Indicação parlamentar manifesta repúdio à perda de quase 12 km² para o município de Mucuri; transferência da Usina Santa Clara ameaça arrecadação municipal
NANUQUE – Uma mudança nos mapas oficiais do país acendeu o alerta vermelho na política mineira nesta semana. O vereador Lot Ignácio de Souza Junior apresentou na Câmara a Indicação nº 049/2026, expressando profunda indignação e repúdio à recente atualização dos limites territoriais publicada pelo Instituto Brasileiro de Geografia e Estatística (IBGE).
De acordo com os novos dados, publicados em 30 de março de 2026, o município de Nanuque perdeu oficialmente 11,8 quilômetros quadrados de sua área para a cidade vizinha de Mucuri, no estado da Bahia.

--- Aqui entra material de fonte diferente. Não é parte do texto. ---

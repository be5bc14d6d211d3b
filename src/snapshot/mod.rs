// State snapshot - durable checkpoint of the believed operational state
pub mod store;
pub mod types;

pub use store::StateSnapshotStore;
pub use types::{SnapshotTrade, StateSnapshot};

O ponto central da discórdia é a Usina Hidrelétrica Santa Clara, que, após quase 30 anos sob gestão e reconhecimento mineiro, passa agora a integrar o solo baiano.
"Golpe contra a soberania"
Para o vereador, a mudança não é apenas um ajuste técnico, mas um "golpe contra o patrimônio do povo nanuquense". Na justificativa da proposta, o parlamentar enfatiza que a transferência da usina representa uma perda irreparável na arrecadação de impostos e fere a identidade histórica da região.
"Não podemos aceitar passivamente que um acordo administrativo apague décadas de ocupação e gestão mineira sobre essa área", afirmou o vereador. Ele argumenta que, embora o Governo Federal alegue a correção de falhas cartográficas que remontam às décadas de 1920 e 1930, a prática resulta no enfraquecimento econômico e político de Nanuque.
Mobilização de forças
A Indicação aprovada no Legislativo busca unir forças para contestar a decisão. O texto convoca o Prefeito Municipal, o Governo de Minas Gerais e a Assembleia Legislativa (ALMG) a adotarem uma postura firme. O objetivo é esgotar todos os recursos jurídicos e políticos para tentar reverter ou mitigar os impactos da nova demarcação.
A perda da Usina Santa Clara é vista como o maior prejuízo estratégico, já que a infraestrutura é vital para o desenvolvimento local. Agora, a expectativa gira em torno da resposta do Executivo e da possibilidade de o Estado de Minas Gerais entrar com uma ação judicial contra a nova divisa estabelecida pelo IBGE.